Lest we forget

In my ministry to men who struggle with unwanted sexual behavior, one of the things I have learned is that any long battle needs to be seen as a journey, and not as a destination. Another thing I have learned is that there will be times of progress as well as setbacks. It is easy to become discouraged during the setbacks, and so it becomes doubly important to celebrate the progress by noting little milestones or victories with a celebration of some kind. 

And so it is with my journey of healing through this battle with leukemia. I want it to be "over," but frankly, it probably will go on and on. As it does, I have to be prepared for the setbacks, and I must take every opportunity to celebrate the milestones and victories. Already, I have been able to celebrate the end of phase one of chemotherapy, a seventy-fifth birthday (which was never guaranteed), the beginning signs of recovery, a potential of going home sooner than I expected. So many things to celebrate, even in the face of my ANC being at or near zero for several days in a row now, and my feet are swollen enough that I don't recognize them.

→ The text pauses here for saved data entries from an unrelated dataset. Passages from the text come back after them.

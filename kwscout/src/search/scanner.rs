use std::borrow::Cow;
use std::fs::File;
use std::io::{BufRead, BufReader};
use std::path::Path;
use tracing::{trace, warn};

use crate::config::EncodingMode;
use crate::errors::{SearchError, SearchResult};
use crate::results::{format_location, KeywordMatches};

const BUFFER_CAPACITY: usize = 64 * 1024;
const LINE_CAPACITY: usize = 256;

/// What scanning one file produced
#[derive(Debug, Clone, Default, PartialEq, Eq)]
pub struct FileScan {
    /// Keywords with at least one match in this file
    pub matches: KeywordMatches,
    pub lines: u64,
    pub bytes: u64,
}

#[derive(Debug, Clone)]
struct Keyword {
    /// As supplied by the caller; used as the result key
    original: String,
    folded: String,
}

/// Scans files line by line for a fixed set of keywords.
///
/// Matching is a case-insensitive substring test. A scanner holds no mutable
/// state, so one instance can be shared by every worker thread.
#[derive(Debug, Clone)]
pub struct KeywordScanner {
    keywords: Vec<Keyword>,
    encoding_mode: EncodingMode,
}

impl KeywordScanner {
    /// Builds a scanner for `keywords`. Exact duplicates are dropped, keeping
    /// the first occurrence.
    pub fn new<S: AsRef<str>>(keywords: &[S]) -> Self {
        let mut unique: Vec<Keyword> = Vec::with_capacity(keywords.len());
        for keyword in keywords {
            let keyword = keyword.as_ref();
            if unique.iter().any(|k| k.original == keyword) {
                continue;
            }
            unique.push(Keyword {
                original: keyword.to_string(),
                folded: keyword.to_lowercase(),
            });
        }
        Self {
            keywords: unique,
            encoding_mode: EncodingMode::default(),
        }
    }

    pub fn with_encoding(mut self, encoding_mode: EncodingMode) -> Self {
        self.encoding_mode = encoding_mode;
        self
    }

    pub fn keywords(&self) -> impl Iterator<Item = &str> {
        self.keywords.iter().map(|k| k.original.as_str())
    }

    /// Scans the file at `path`.
    ///
    /// Any failure to open or read the file is returned as an error and no
    /// partial matches from that file are kept.
    pub fn scan_file(&self, path: &Path) -> SearchResult<FileScan> {
        trace!("Scanning file: {}", path.display());
        let file = File::open(path).map_err(|e| SearchError::from_io(path, e))?;
        let reader = BufReader::with_capacity(BUFFER_CAPACITY, file);
        self.scan_reader(path, reader)
    }

    /// Scans already-opened content, labelling locations with `path`.
    pub fn scan_reader<R: BufRead>(&self, path: &Path, mut reader: R) -> SearchResult<FileScan> {
        let mut scan = FileScan::default();
        let mut raw = Vec::with_capacity(LINE_CAPACITY);
        let mut warned_lossy = false;

        loop {
            raw.clear();
            let read = reader
                .read_until(b'\n', &mut raw)
                .map_err(|e| SearchError::from_io(path, e))?;
            if read == 0 {
                break;
            }
            scan.bytes += read as u64;

            let mut end = raw.len();
            if raw[..end].ends_with(b"\n") {
                end -= 1;
            }
            if raw[..end].ends_with(b"\r") {
                end -= 1;
            }

            let text = match std::str::from_utf8(&raw[..end]) {
                Ok(text) => Cow::Borrowed(text),
                Err(e) => match self.encoding_mode {
                    EncodingMode::FailFast => return Err(SearchError::encoding_error(path, e)),
                    EncodingMode::Lossy => {
                        if !warned_lossy {
                            warn!("Invalid UTF-8 replaced in file: {}", path.display());
                            warned_lossy = true;
                        }
                        String::from_utf8_lossy(&raw[..end])
                    }
                },
            };

            // A lone `\r` also ends a line.
            for line in text.split('\r') {
                scan.lines += 1;
                self.match_line(line, path, scan.lines, &mut scan.matches);
            }
        }

        trace!(
            "Scanned {} lines in {}, {} keywords matched",
            scan.lines,
            path.display(),
            scan.matches.len()
        );
        Ok(scan)
    }

    fn match_line(&self, line: &str, path: &Path, line_number: u64, out: &mut KeywordMatches) {
        let folded = line.to_lowercase();
        for keyword in &self.keywords {
            if folded.contains(keyword.folded.as_str()) {
                out.record(
                    &keyword.original,
                    format_location(path, line_number as usize),
                );
            }
        }
    }
}

#[cfg(test)]
mod tests {
    use super::*;
    use std::fs;
    use std::io::Cursor;
    use tempfile::tempdir;

    fn scanner(keywords: &[&str]) -> KeywordScanner {
        KeywordScanner::new(keywords)
    }

    #[test]
    fn test_line_numbering() {
        let dir = tempdir().unwrap();
        let path = dir.path().join("three.txt");
        fs::write(&path, "first line\nsecond has data\nthird line\n").unwrap();

        let scan = scanner(&["data"]).scan_file(&path).unwrap();
        assert_eq!(
            scan.matches.get("data").unwrap(),
            &[format_location(&path, 2)]
        );
        assert_eq!(scan.lines, 3);
        assert_eq!(scan.bytes, fs::metadata(&path).unwrap().len());
    }

    #[test]
    fn test_case_insensitive() {
        let path = Path::new("mem.txt");
        let scan = scanner(&["python", "DATA"])
            .scan_reader(path, Cursor::new("I like Python\nBig data here\n"))
            .unwrap();

        assert_eq!(scan.matches.get("python").unwrap(), &["mem.txt:line 1"]);
        assert_eq!(scan.matches.get("DATA").unwrap(), &["mem.txt:line 2"]);
    }

    #[test]
    fn test_only_matched_keywords_present() {
        let scan = scanner(&["python", "algorithm"])
            .scan_reader(Path::new("x"), Cursor::new("python\npython again"))
            .unwrap();

        assert_eq!(scan.matches.count("python"), 2);
        assert!(!scan.matches.contains_keyword("algorithm"));
        assert_eq!(scan.lines, 2);
    }

    #[test]
    fn test_several_keywords_on_one_line() {
        let scan = scanner(&["data", "algorithm"])
            .scan_reader(Path::new("y"), Cursor::new("a data algorithm\r\n"))
            .unwrap();

        assert_eq!(scan.matches.get("data").unwrap(), &["y:line 1"]);
        assert_eq!(scan.matches.get("algorithm").unwrap(), &["y:line 1"]);
    }

    #[test]
    fn test_carriage_return_line_endings() {
        let scan = scanner(&["python"])
            .scan_reader(Path::new("mac.txt"), Cursor::new("first\rsecond\rpython here\r"))
            .unwrap();
        assert_eq!(scan.matches.get("python").unwrap(), &["mac.txt:line 3"]);
        assert_eq!(scan.lines, 3);

        let scan = scanner(&["python"])
            .scan_reader(
                Path::new("mixed.txt"),
                Cursor::new("a\r\nb\rPython\n\rpython\r\n"),
            )
            .unwrap();
        assert_eq!(
            scan.matches.get("python").unwrap(),
            &["mixed.txt:line 3", "mixed.txt:line 5"]
        );
        assert_eq!(scan.lines, 5);
    }

    #[test]
    fn test_duplicate_keywords_collapsed() {
        let s = scanner(&["data", "data", "Data"]);
        assert_eq!(s.keywords().collect::<Vec<_>>(), vec!["data", "Data"]);

        let scan = s
            .scan_reader(Path::new("z"), Cursor::new("data\n"))
            .unwrap();
        assert_eq!(scan.matches.count("data"), 1);
        assert_eq!(scan.matches.count("Data"), 1);
    }

    #[test]
    fn test_missing_file_is_error() {
        let dir = tempdir().unwrap();
        let path = dir.path().join("missing.txt");

        let err = scanner(&["data"]).scan_file(&path).unwrap_err();
        assert!(matches!(err, SearchError::FileNotFound(p) if p == path));
    }

    #[test]
    fn test_invalid_utf8_fail_fast() {
        let bytes: &[u8] = b"data ok\n\xff\xfe data\n";
        let err = scanner(&["data"])
            .scan_reader(Path::new("bin"), Cursor::new(bytes))
            .unwrap_err();
        assert!(matches!(err, SearchError::EncodingError { .. }));
    }

    #[test]
    fn test_invalid_utf8_lossy() {
        let bytes: &[u8] = b"data ok\n\xff\xfe data\n";
        let scan = scanner(&["data"])
            .with_encoding(EncodingMode::Lossy)
            .scan_reader(Path::new("bin"), Cursor::new(bytes))
            .unwrap();
        assert_eq!(
            scan.matches.get("data").unwrap(),
            &["bin:line 1", "bin:line 2"]
        );
    }

    #[test]
    fn test_long_file_keeps_ascending_lines() {
        let mut content = String::new();
        for i in 0..2000 {
            if i % 7 == 0 {
                content.push_str(&format!("line {} mentions ALGORITHM\n", i));
            } else {
                content.push_str(&format!("line {} is filler\n", i));
            }
        }
        let scan = scanner(&["algorithm"])
            .scan_reader(Path::new("long"), Cursor::new(content))
            .unwrap();

        let lines: Vec<usize> = scan
            .matches
            .get("algorithm")
            .unwrap()
            .iter()
            .map(|loc| loc.rsplit(' ').next().unwrap().parse().unwrap())
            .collect();
        assert_eq!(lines.len(), 286);
        assert!(lines.windows(2).all(|w| w[0] < w[1]));
        assert_eq!(lines[0], 1);
    }
}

In the story of Joshua, who took over the leadership of the nation of Israel after Moses died, the Israelites finally were ready to cross over the River Jordan into the land that God had promised to Abraham hundreds of years before. God parted the waters of the river, just as He had parted the waters of the Red Sea, forty years before:

When all the nation had finished passing over the Jordan, the Lord said to Joshua, “Take twelve men from the people, from each tribe a man,  and command them, saying, ‘Take twelve stones from here out of the midst of the Jordan, from the very place where the priests' feet stood firmly, and bring them over with you and lay them down in the place where you lodge tonight.’”
 And Joshua said to them, “Pass on before the ark of the Lord your God into the midst of the Jordan, and take up each of you a stone upon his shoulder, according to the number of the tribes of the people of Israel,  that this may be a sign among you. When your children ask in time to come, ‘What do those stones mean to you?’  then you shall tell them that the waters of the Jordan were cut off before the ark of the covenant of the Lord. When it passed over the Jordan, the waters of the Jordan were cut off. So these stones shall be to the people of Israel a memorial forever.” (Joshua 4:1-3, 5-7) 

This altar was built in the very place that God, once again, had divided the waters miraculously so that His people could reach their destination. The idea was for the altar to be a lasting reminder of how God had made the impossible possible for his people. 

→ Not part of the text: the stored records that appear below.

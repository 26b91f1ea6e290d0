//! Wire protocol between the process pool coordinator and its workers.
//!
//! Each message is one JSON document on a single line. The coordinator
//! writes exactly one [`WorkRequest`] to a worker's stdin; the worker answers
//! with exactly one [`WorkResponse`] on stdout and exits.

use serde::{Deserialize, Serialize};
use std::path::PathBuf;

use crate::config::EncodingMode;
use crate::errors::{SearchError, SearchResult};
use crate::results::PartialResult;

/// One worker's assignment
#[derive(Debug, Clone, PartialEq, Eq, Serialize, Deserialize)]
pub struct WorkRequest {
    /// Shard index
    pub worker: usize,
    pub files: Vec<PathBuf>,
    pub keywords: Vec<String>,
    #[serde(default)]
    pub encoding_mode: EncodingMode,
}

/// A worker's single reply
#[derive(Debug, Clone, PartialEq, Eq, Serialize, Deserialize)]
#[serde(tag = "type", rename_all = "snake_case")]
pub enum WorkResponse {
    /// The whole shard was processed
    Result { partial: PartialResult },
    /// The worker could not process its request
    Error { message: String },
}

impl WorkRequest {
    /// Serialize to a JSON line (with newline)
    pub fn to_line(&self) -> SearchResult<String> {
        to_line(self)
    }

    /// Deserialize from a JSON line
    pub fn from_line(line: &str) -> SearchResult<Self> {
        serde_json::from_str(line.trim()).map_err(|e| {
            SearchError::worker_protocol(format!("invalid work request: {}", e))
        })
    }
}

impl WorkResponse {
    pub fn error(message: impl Into<String>) -> Self {
        Self::Error {
            message: message.into(),
        }
    }

    /// Serialize to a JSON line (with newline)
    pub fn to_line(&self) -> SearchResult<String> {
        to_line(self)
    }

    /// Deserialize from a JSON line
    pub fn from_line(line: &str) -> SearchResult<Self> {
        serde_json::from_str(line.trim()).map_err(|e| {
            SearchError::worker_protocol(format!("invalid worker response: {}", e))
        })
    }
}

fn to_line<T: Serialize>(message: &T) -> SearchResult<String> {
    let mut json = serde_json::to_string(message)?;
    json.push('\n');
    Ok(json)
}

#[cfg(test)]
mod tests {
    use super::*;

    #[test]
    fn test_request_line() {
        let request = WorkRequest {
            worker: 1,
            files: vec![PathBuf::from("a.txt"), PathBuf::from("dir/b.txt")],
            keywords: vec!["python".into()],
            encoding_mode: EncodingMode::Lossy,
        };
        let line = request.to_line().unwrap();
        assert!(line.ends_with('\n'));
        assert_eq!(line.matches('\n').count(), 1);

        assert_eq!(WorkRequest::from_line(&line).unwrap(), request);
    }

    #[test]
    fn test_request_encoding_defaults() {
        let request =
            WorkRequest::from_line(r#"{"worker":0,"files":[],"keywords":["data"]}"#).unwrap();
        assert_eq!(request.encoding_mode, EncodingMode::FailFast);
    }

    #[test]
    fn test_response_tagging() {
        let line = WorkResponse::error("bad input").to_line().unwrap();
        assert!(line.contains(r#""type":"error""#));
        assert_eq!(
            WorkResponse::from_line(&line).unwrap(),
            WorkResponse::error("bad input")
        );

        let line = WorkResponse::Result {
            partial: PartialResult::new(3),
        }
        .to_line()
        .unwrap();
        assert!(line.contains(r#""type":"result""#));
        assert!(matches!(
            WorkResponse::from_line(&line).unwrap(),
            WorkResponse::Result { partial } if partial.worker == 3
        ));
    }

    #[test]
    fn test_garbage_is_protocol_error() {
        let err = WorkResponse::from_line("not json").unwrap_err();
        assert!(matches!(err, SearchError::WorkerProtocol(_)));
    }
}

In a similar way, God has made the impossible possible for me in my battle and my journey. I suppose that I will not build an altar of stones, but perhaps posting on this blog will serve the same purpose: for me never to forget how far I have come and Who is in charge here. 

There is a wonderful post on the Pure Desire blog, titled "Celebrating Spiritual Markers," that describes the healing journey of a couple whose marriage was torn apart by infidelity. Along the way, they have built literal stone altars to celebrate and immortalize the places where God has met them in their brokenness and carried them through the impossible. 

I see God at work in all that I am going through. Would I have chosen this path? No. But then I would not have learned the things I have learned, and I would not have learned to know God as well as I am coming to know Him. So, I will rejoice and be glad that I can build altars along the way to celebrate the places where He has met me in my brokenness and carried me through the impossible.

Comments

  1. Love the idea of more celebrating the milestones - even small victories! Let’s build a few more altars to God’s goodness!